--- Work required ---
Which lines of the entries below run from the one holding "pb.set_length(total_steps);" to the one holding "fn bar_style() ->", inclusive? Set down exactly those lines and no others.

Items from a dataset:
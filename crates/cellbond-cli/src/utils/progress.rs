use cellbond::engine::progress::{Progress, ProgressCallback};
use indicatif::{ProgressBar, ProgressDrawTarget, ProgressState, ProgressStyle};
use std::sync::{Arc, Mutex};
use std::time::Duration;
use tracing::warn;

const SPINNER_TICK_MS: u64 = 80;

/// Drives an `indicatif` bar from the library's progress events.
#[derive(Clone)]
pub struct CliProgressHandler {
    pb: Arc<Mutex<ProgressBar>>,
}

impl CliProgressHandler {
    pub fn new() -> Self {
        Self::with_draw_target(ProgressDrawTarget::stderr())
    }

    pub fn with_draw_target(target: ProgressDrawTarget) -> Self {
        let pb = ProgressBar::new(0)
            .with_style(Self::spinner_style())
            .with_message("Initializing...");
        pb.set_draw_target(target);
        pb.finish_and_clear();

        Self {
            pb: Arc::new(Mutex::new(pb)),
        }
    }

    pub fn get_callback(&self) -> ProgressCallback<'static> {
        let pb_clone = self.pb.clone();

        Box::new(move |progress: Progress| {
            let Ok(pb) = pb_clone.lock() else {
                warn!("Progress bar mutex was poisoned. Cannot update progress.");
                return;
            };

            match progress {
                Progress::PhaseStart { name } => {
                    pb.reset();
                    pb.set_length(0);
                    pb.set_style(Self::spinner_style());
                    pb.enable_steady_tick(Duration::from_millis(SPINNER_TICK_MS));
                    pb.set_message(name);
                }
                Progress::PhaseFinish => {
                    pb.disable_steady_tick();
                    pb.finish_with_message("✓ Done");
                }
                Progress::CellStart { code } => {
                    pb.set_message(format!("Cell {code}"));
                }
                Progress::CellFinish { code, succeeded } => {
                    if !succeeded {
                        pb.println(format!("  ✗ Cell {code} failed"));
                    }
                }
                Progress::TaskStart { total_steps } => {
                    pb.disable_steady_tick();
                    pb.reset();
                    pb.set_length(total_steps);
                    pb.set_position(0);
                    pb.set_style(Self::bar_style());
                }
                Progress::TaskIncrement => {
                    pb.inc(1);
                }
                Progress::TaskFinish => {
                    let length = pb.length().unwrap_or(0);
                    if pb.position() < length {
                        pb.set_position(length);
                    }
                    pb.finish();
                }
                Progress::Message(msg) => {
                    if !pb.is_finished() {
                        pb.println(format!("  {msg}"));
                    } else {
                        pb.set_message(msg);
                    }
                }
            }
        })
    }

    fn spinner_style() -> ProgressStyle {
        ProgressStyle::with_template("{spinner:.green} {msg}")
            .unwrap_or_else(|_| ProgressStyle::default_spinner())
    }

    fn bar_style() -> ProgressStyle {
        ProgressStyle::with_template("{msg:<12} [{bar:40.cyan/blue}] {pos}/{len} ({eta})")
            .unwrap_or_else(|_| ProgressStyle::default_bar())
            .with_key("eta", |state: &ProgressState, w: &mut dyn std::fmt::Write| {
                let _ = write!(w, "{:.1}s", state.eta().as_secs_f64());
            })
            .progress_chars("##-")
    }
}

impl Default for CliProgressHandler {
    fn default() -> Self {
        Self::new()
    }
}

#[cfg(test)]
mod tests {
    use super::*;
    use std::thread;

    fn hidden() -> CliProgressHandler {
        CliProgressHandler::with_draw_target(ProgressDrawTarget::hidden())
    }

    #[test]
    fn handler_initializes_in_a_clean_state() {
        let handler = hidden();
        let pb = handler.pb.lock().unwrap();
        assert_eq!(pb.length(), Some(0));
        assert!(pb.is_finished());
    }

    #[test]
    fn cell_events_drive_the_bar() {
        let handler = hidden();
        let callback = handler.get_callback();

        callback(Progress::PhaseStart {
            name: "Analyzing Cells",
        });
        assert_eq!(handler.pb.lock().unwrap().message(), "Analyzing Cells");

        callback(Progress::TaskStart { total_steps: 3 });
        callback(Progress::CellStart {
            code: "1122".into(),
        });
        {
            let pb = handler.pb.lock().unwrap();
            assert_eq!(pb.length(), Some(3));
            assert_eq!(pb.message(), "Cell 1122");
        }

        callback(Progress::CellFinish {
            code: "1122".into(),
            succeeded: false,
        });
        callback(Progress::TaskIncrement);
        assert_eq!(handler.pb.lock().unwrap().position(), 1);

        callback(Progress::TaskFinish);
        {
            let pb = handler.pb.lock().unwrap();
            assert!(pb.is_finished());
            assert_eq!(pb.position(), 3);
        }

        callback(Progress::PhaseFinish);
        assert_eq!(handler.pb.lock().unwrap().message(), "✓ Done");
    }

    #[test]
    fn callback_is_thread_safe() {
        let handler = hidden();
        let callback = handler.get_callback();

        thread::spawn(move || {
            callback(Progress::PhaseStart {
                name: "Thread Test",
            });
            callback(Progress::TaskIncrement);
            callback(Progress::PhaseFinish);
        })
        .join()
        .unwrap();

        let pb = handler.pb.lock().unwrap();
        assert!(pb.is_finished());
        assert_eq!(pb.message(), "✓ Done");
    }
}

--- Result of the exercise ---
                    pb.set_length(total_steps);
                    pb.set_position(0);
                    pb.set_style(Self::bar_style());
                }
                Progress::TaskIncrement => {
                    pb.inc(1);
                }
                Progress::TaskFinish => {
                    let length = pb.length().unwrap_or(0);
                    if pb.position() < length {
                        pb.set_position(length);
                    }
                    pb.finish();
                }
                Progress::Message(msg) => {
                    if !pb.is_finished() {
                        pb.println(format!("  {msg}"));
                    } else {
                        pb.set_message(msg);
                    }
                }
            }
        })
    }

    fn spinner_style() -> ProgressStyle {
        ProgressStyle::with_template("{spinner:.green} {msg}")
            .unwrap_or_else(|_| ProgressStyle::default_spinner())
    }

    fn bar_style() -> ProgressStyle {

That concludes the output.